***** Data under study
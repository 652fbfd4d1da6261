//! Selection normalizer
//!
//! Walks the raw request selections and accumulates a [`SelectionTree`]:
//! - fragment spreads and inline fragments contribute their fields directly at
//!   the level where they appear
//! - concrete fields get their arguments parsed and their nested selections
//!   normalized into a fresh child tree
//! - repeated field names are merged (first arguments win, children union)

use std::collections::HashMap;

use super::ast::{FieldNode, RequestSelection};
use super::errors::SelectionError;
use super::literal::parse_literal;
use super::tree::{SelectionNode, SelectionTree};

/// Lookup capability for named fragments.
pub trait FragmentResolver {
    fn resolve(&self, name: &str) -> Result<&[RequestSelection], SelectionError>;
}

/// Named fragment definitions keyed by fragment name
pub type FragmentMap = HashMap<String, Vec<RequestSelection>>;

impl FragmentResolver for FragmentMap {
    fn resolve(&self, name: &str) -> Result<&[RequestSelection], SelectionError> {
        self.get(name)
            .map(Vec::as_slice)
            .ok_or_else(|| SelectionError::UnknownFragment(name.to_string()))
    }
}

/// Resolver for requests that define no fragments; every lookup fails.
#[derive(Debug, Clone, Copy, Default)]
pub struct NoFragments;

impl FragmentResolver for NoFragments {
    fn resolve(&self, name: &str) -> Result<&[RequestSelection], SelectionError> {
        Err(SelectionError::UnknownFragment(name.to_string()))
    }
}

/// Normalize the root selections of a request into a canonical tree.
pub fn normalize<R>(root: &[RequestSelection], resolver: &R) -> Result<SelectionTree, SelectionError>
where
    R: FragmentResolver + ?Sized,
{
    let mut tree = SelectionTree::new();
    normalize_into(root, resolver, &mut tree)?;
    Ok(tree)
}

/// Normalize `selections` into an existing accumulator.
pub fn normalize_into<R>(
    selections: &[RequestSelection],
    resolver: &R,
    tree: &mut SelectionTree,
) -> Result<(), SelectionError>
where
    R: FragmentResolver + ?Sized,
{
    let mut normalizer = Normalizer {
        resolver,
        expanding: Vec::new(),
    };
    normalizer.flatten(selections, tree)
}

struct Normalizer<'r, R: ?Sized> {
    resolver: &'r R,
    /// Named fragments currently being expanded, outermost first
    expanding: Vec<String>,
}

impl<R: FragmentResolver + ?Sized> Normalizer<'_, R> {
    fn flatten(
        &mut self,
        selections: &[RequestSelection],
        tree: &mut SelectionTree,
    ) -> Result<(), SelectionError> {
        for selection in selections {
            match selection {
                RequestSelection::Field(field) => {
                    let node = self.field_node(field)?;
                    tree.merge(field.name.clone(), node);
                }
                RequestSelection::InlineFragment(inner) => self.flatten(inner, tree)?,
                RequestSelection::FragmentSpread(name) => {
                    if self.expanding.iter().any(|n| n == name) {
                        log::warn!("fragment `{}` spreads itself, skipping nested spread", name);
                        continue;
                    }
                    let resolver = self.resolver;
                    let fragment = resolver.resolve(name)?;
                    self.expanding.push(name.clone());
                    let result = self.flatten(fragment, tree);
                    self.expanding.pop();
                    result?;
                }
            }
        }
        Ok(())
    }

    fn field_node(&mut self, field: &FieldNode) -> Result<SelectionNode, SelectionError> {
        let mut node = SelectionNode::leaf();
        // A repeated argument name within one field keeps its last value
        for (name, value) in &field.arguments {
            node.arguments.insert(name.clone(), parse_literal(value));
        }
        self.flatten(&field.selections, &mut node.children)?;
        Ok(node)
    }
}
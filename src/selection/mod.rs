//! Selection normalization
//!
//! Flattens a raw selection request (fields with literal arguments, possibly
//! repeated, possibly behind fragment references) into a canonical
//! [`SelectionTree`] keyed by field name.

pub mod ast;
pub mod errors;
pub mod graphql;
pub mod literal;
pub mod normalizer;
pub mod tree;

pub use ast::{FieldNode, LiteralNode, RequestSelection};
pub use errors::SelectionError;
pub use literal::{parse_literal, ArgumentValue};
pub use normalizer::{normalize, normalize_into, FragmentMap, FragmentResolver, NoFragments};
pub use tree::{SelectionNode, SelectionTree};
**********
* [Brief] Start copying at the line that contains "for (name, value)" and stop after the last line of the records, keeping every line exactly.

* [Solution]
        for (name, value) in &field.arguments {
            node.arguments.insert(name.clone(), parse_literal(value));
        }
        self.flatten(&field.selections, &mut node.children)?;
        Ok(node)
    }
}
filename src/selection/mod.rs
//! Selection normalization
//!
//! Flattens a raw selection request (fields with literal arguments, possibly
//! repeated, possibly behind fragment references) into a canonical
//! [`SelectionTree`] keyed by field name.

pub mod ast;
pub mod errors;
pub mod graphql;
pub mod literal;
pub mod normalizer;
pub mod tree;

pub use ast::{FieldNode, LiteralNode, RequestSelection};
pub use errors::SelectionError;
pub use literal::{parse_literal, ArgumentValue};
pub use normalizer::{normalize, normalize_into, FragmentMap, FragmentResolver, NoFragments};
pub use tree::{SelectionNode, SelectionTree};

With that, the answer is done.